John de Brebeuf was born in Normandy in 1593. He was one of the first three Jesuits assigned to the Canadian mission. He preached among the Hurons, beginning in 1625, at first with no success. In 1633, he made another attempt, which lasted for nearly sixteen years, and was slightly more successful. In 1648 he was joined by Gabriel Lalemant. Lalemant had been born in Paris in 1610, and joined the Jesuits in 1630, but because of bad health was not sent to Canada until 1646. After two years in Quebec, he joined de Brebeuf on the Huron Mission in 1648, the following spring, the two priests were captured in an Iroquois raid and taken to what is now the village of Saint-Ignace in Ontario, where they were horribly tortured. De Brebeuf survived only a few hours, and died 16 March 1649. His frailer companion, Lalemont, lived through the night and died the following day. A contemporary wrote, "There was no part of his body that was not burnt, even his eyes, for the villains had forced burning embers into the sockets."

Two remarks by way of historical background.
  1. Many of the Indian tribes were hereditary enemies of one another.

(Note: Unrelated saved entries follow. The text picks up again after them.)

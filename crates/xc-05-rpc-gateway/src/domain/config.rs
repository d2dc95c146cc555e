//! Gateway configuration.

use shared_types::DEFAULT_RPC_PORT;
use std::net::{IpAddr, Ipv4Addr, SocketAddr};
use thiserror::Error;

#[derive(Debug, Clone)]
pub struct GatewayConfig {
    pub host: IpAddr,
    pub port: u16,
    /// Request body limit in bytes.
    pub max_request_size: usize,
    /// Largest JSON-RPC batch accepted in one request.
    pub max_batch_size: usize,
}

impl Default for GatewayConfig {
    fn default() -> Self {
        Self {
            host: IpAddr::V4(Ipv4Addr::LOCALHOST),
            port: DEFAULT_RPC_PORT,
            max_request_size: 10 * 1024 * 1024,
            max_batch_size: 100,
        }
    }
}

impl GatewayConfig {
    pub fn with_port(port: u16) -> Self {
        Self {
            port,
            ..Default::default()
        }
    }

    /// Ephemeral port on localhost.
    pub fn for_testing() -> Self {
        Self::with_port(0)
    }

    pub fn validate(&self) -> Result<(), ConfigError> {
        if self.max_request_size == 0 {
            return Err(ConfigError::InvalidLimit(
                "max_request_size cannot be 0".into(),
            ));
        }
        if self.max_batch_size == 0 {
            return Err(ConfigError::InvalidLimit(
                "max_batch_size cannot be 0".into(),
            ));
        }
        Ok(())
    }

    pub fn addr(&self) -> SocketAddr {
        SocketAddr::new(self.host, self.port)
    }
}

#[derive(Debug, Clone, Error, PartialEq, Eq)]
pub enum ConfigError {
    #[error("invalid limit: {0}")]
    InvalidLimit(String),
}
//! Ports for threshold signing.

pub mod outbound;
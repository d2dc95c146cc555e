//! RPC method handlers.

pub mod express;

pub use express::{outcome_response, ExpressRpc, NodeIdentity, SignatureItem};
//! # Outbound Ports (Ledger Engine)
//!
//! The consensus/VM engine is an external collaborator. The builder only
//! reads chain state through a `LedgerSnapshot` handle passed in by the
//! caller, and hands finished transactions to `LedgerEngine::relay`.

use shared_types::{ScriptHash, Transaction};
use std::sync::Arc;
use thiserror::Error;

#[derive(Debug, Clone, Error, PartialEq, Eq)]
#[error("Ledger engine error: {0}")]
pub struct EngineError(pub String);

#[derive(Clone, Copy, Debug, PartialEq, Eq)]
pub enum VmState {
    Halt,
    Fault,
}

/// Result-stack item returned by a simulation.
#[derive(Clone, Debug, PartialEq, Eq)]
pub enum StackItem {
    Integer(i128),
    Boolean(bool),
    ByteString(Vec<u8>),
    Array(Vec<StackItem>),
    Null,
}

impl StackItem {
    /// Integer view; byte strings are little-endian two's complement.
    pub fn as_integer(&self) -> Option<i128> {
        match self {
            StackItem::Integer(v) => Some(*v),
            StackItem::Boolean(b) => Some(*b as i128),
            StackItem::ByteString(bytes) if bytes.len() <= 16 => {
                if bytes.is_empty() {
                    return Some(0);
                }
                let fill = if bytes[bytes.len() - 1] & 0x80 != 0 { 0xFF } else { 0x00 };
                let mut buf = [fill; 16];
                buf[..bytes.len()].copy_from_slice(bytes);
                Some(i128::from_le_bytes(buf))
            }
            _ => None,
        }
    }

    pub fn as_bool(&self) -> bool {
        match self {
            StackItem::Boolean(b) => *b,
            StackItem::Null => false,
            other => other.as_integer().map(|v| v != 0).unwrap_or(true),
        }
    }
}

#[derive(Clone, Debug, PartialEq, Eq)]
pub struct SimulationResult {
    pub state: VmState,
    /// Bottom to top.
    pub stack: Vec<StackItem>,
    pub gas_consumed: i64,
}

impl SimulationResult {
    pub fn faulted(&self) -> bool {
        self.state == VmState::Fault
    }
}

/// Point-in-time view of chain state.
pub trait LedgerSnapshot: Send + Sync {
    fn height(&self) -> u32;

    fn fee_per_byte(&self) -> i64;

    /// Verification script of a deployed contract account, if any.
    fn contract_script(&self, _hash: &ScriptHash) -> Option<Vec<u8>> {
        None
    }

    /// Execute `script` in test mode, with `container` as the script
    /// container when given and `extra_gas` on top of the free allowance.
    fn simulate(
        &self,
        script: &[u8],
        container: Option<&Transaction>,
        extra_gas: i64,
    ) -> Result<SimulationResult, EngineError>;
}

pub trait LedgerEngine: Send + Sync {
    fn snapshot(&self) -> Arc<dyn LedgerSnapshot>;

    /// Hand a fully witnessed transaction to the local node for broadcast.
    fn relay(&self, tx: &Transaction) -> Result<(), EngineError>;
}
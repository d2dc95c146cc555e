//! # Store Handle
//!
//! Revocable reference to the node store shared by request handlers.
//! Handlers borrow the store for the duration of one call; `revoke` waits
//! for those borrows to end and hands the last gateway reference back to the
//! node so it can close the store.

use parking_lot::RwLock;
use std::sync::Arc;
use tracing::debug;
use xc_01_kv_store::{Store, StoreKind};

#[derive(Clone)]
pub struct StoreHandle {
    inner: Arc<RwLock<Option<Arc<dyn Store>>>>,
}

impl StoreHandle {
    pub fn new(store: Arc<dyn Store>) -> Self {
        Self {
            inner: Arc::new(RwLock::new(Some(store))),
        }
    }

    /// Run `f` against the store; `None` once revoked.
    pub fn with_store<T>(&self, f: impl FnOnce(&dyn Store) -> T) -> Option<T> {
        let guard = self.inner.read();
        guard.as_deref().map(f)
    }

    pub fn kind(&self) -> Option<StoreKind> {
        self.with_store(|store| store.kind())
    }

    pub fn is_revoked(&self) -> bool {
        self.inner.read().is_none()
    }

    /// Blocks until in-flight `with_store` calls return.
    pub fn revoke(&self) -> Option<Arc<dyn Store>> {
        let store = self.inner.write().take();
        debug!(revoked = store.is_some(), "[xc-05] Store handle revoked");
        store
    }
}
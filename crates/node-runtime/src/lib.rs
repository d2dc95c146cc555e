//! # Express-Chain Node Runtime
//!
//! Ties the subsystems into a runnable node.
//!
//! ## Modules
//!
//! - `config` - `NodeConfig` with `XC_*` environment overrides
//! - `logging` - `tracing-subscriber` installation
//! - `genesis` - `create_network` for 1, 4 or 7 validators
//! - `runtime` - `NodeRuntime::run`, `run_from_checkpoint`, `restore_checkpoint`
//!
//! ## Wiring
//!
//! ```text
//!                      ┌──────────────────────────┐
//!   JSON-RPC ────────► │ xc-05 RPC gateway        │
//!                      └──┬──────────┬─────────┬──┘
//!                         │          │         │
//!            ┌────────────▼──┐ ┌─────▼─────┐ ┌─▼─────────────────┐
//!            │ xc-02         │ │ xc-03     │ │ xc-04 coordinator │
//!            │ checkpoints   │ │ builder   │ │  └ WalletSigner×N │
//!            └──────┬────────┘ └─────┬─────┘ └─────────┬─────────┘
//!                   │                │                 │ relay
//!            ┌──────▼────────┐       └──── ledger engine ◄┘
//!            │ xc-01 store   │
//!            └───────────────┘
//! ```

pub mod config;
pub mod genesis;
pub mod logging;
pub mod runtime;

pub use config::{ConfigError, NodeConfig};
pub use genesis::{create_network, threshold, GenesisError, VALID_NODE_COUNTS};
pub use logging::init_logging;
pub use runtime::{node_data_dir, restore_checkpoint, NodeRuntime};
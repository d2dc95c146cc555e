//! # Binary Encoding
//!
//! Little-endian writer and reader with the ledger's variable-length integer
//! prefix (`0xFD` u16, `0xFE` u32, `0xFF` u64).

use crate::errors::TypeError;

/// Encoded size of a variable-length integer.
pub fn var_int_size(value: usize) -> usize {
    match value as u64 {
        v if v < 0xFD => 1,
        v if v <= 0xFFFF => 3,
        v if v <= 0xFFFF_FFFF => 5,
        _ => 9,
    }
}

/// Encoded size of a length-prefixed byte string.
pub fn var_bytes_size(len: usize) -> usize {
    var_int_size(len) + len
}

#[derive(Debug, Default, Clone)]
pub struct BinaryWriter {
    buf: Vec<u8>,
}

impl BinaryWriter {
    pub fn new() -> Self {
        Self::default()
    }

    pub fn with_capacity(capacity: usize) -> Self {
        Self {
            buf: Vec::with_capacity(capacity),
        }
    }

    pub fn write_u8(&mut self, value: u8) -> &mut Self {
        self.buf.push(value);
        self
    }

    pub fn write_u16(&mut self, value: u16) -> &mut Self {
        self.buf.extend_from_slice(&value.to_le_bytes());
        self
    }

    pub fn write_u32(&mut self, value: u32) -> &mut Self {
        self.buf.extend_from_slice(&value.to_le_bytes());
        self
    }

    pub fn write_u64(&mut self, value: u64) -> &mut Self {
        self.buf.extend_from_slice(&value.to_le_bytes());
        self
    }

    pub fn write_i64(&mut self, value: i64) -> &mut Self {
        self.buf.extend_from_slice(&value.to_le_bytes());
        self
    }

    pub fn write_bytes(&mut self, bytes: &[u8]) -> &mut Self {
        self.buf.extend_from_slice(bytes);
        self
    }

    pub fn write_var_int(&mut self, value: u64) -> &mut Self {
        if value < 0xFD {
            self.write_u8(value as u8)
        } else if value <= 0xFFFF {
            self.write_u8(0xFD).write_u16(value as u16)
        } else if value <= 0xFFFF_FFFF {
            self.write_u8(0xFE).write_u32(value as u32)
        } else {
            self.write_u8(0xFF).write_u64(value)
        }
    }

    pub fn write_var_bytes(&mut self, bytes: &[u8]) -> &mut Self {
        self.write_var_int(bytes.len() as u64).write_bytes(bytes)
    }

    pub fn len(&self) -> usize {
        self.buf.len()
    }

    pub fn is_empty(&self) -> bool {
        self.buf.is_empty()
    }

    pub fn into_bytes(self) -> Vec<u8> {
        self.buf
    }
}

/// Cursor over an encoded byte slice.
#[derive(Debug)]
pub struct BinaryReader<'a> {
    data: &'a [u8],
    pos: usize,
}

impl<'a> BinaryReader<'a> {
    pub fn new(data: &'a [u8]) -> Self {
        Self { data, pos: 0 }
    }

    pub fn remaining(&self) -> usize {
        self.data.len() - self.pos
    }

    pub fn is_exhausted(&self) -> bool {
        self.remaining() == 0
    }

    pub fn read_bytes(&mut self, n: usize) -> Result<&'a [u8], TypeError> {
        if self.remaining() < n {
            return Err(TypeError::Format(format!(
                "unexpected end of data: wanted {} bytes at offset {}, {} left",
                n,
                self.pos,
                self.remaining()
            )));
        }
        let out = &self.data[self.pos..self.pos + n];
        self.pos += n;
        Ok(out)
    }

    fn read_array<const N: usize>(&mut self) -> Result<[u8; N], TypeError> {
        let mut out = [0u8; N];
        out.copy_from_slice(self.read_bytes(N)?);
        Ok(out)
    }

    pub fn read_u8(&mut self) -> Result<u8, TypeError> {
        Ok(self.read_array::<1>()?[0])
    }

    pub fn read_u16(&mut self) -> Result<u16, TypeError> {
        Ok(u16::from_le_bytes(self.read_array()?))
    }

    pub fn read_u32(&mut self) -> Result<u32, TypeError> {
        Ok(u32::from_le_bytes(self.read_array()?))
    }

    pub fn read_u64(&mut self) -> Result<u64, TypeError> {
        Ok(u64::from_le_bytes(self.read_array()?))
    }

    pub fn read_i64(&mut self) -> Result<i64, TypeError> {
        Ok(i64::from_le_bytes(self.read_array()?))
    }

    /// Read a var-int, rejecting values above `max`.
    pub fn read_var_int(&mut self, max: u64) -> Result<u64, TypeError> {
        let value = match self.read_u8()? {
            0xFD => self.read_u16()? as u64,
            0xFE => self.read_u32()? as u64,
            0xFF => self.read_u64()?,
            b => b as u64,
        };
        if value > max {
            return Err(TypeError::Format(format!(
                "var-int {} exceeds limit {}",
                value, max
            )));
        }
        Ok(value)
    }

    pub fn read_var_bytes(&mut self, max: usize) -> Result<&'a [u8], TypeError> {
        let len = self.read_var_int(max as u64)? as usize;
        self.read_bytes(len)
    }
}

An early French expedition, headed by Samuel de Champlain, founder of Quebec City, "Father of New France," was with a group of Huron Indians when they were attacked by an Iroquois war party. Champlain and his men, using their muskets, drove off the Iroquois, killing many, and from that time on the Iroquois were anti-French (and therefore, when the occasion arose, pro-British), while most other tribes of the area became pro-French and anti-British. This was relevant in subsequent struggles between the British and the French, and later between the British crown and the American colonists.
  2. Many of the Indian tribes placed extreme value on courage and hardihood, as demonstrated by the ability to endure pain without flinching; and so the practice of torturing prisoners taken from other tribes was a kind of competition, in which a prisoner upheld his tribal honor by showing no sign of pain, deriding the tortures that he was undergoing, scorning his captors for a lack of imagination, and assuring them that his discomforts were mere fleabites compared with the tortures which his tribe had invented, and stood ready to inflict on his captors once the tables were turned.
Anglicans who have visited St. Gregory's Abbey in Three Rivers, Michigan, will remember that the high altar there contains relics of two of the martyrs mentioned above.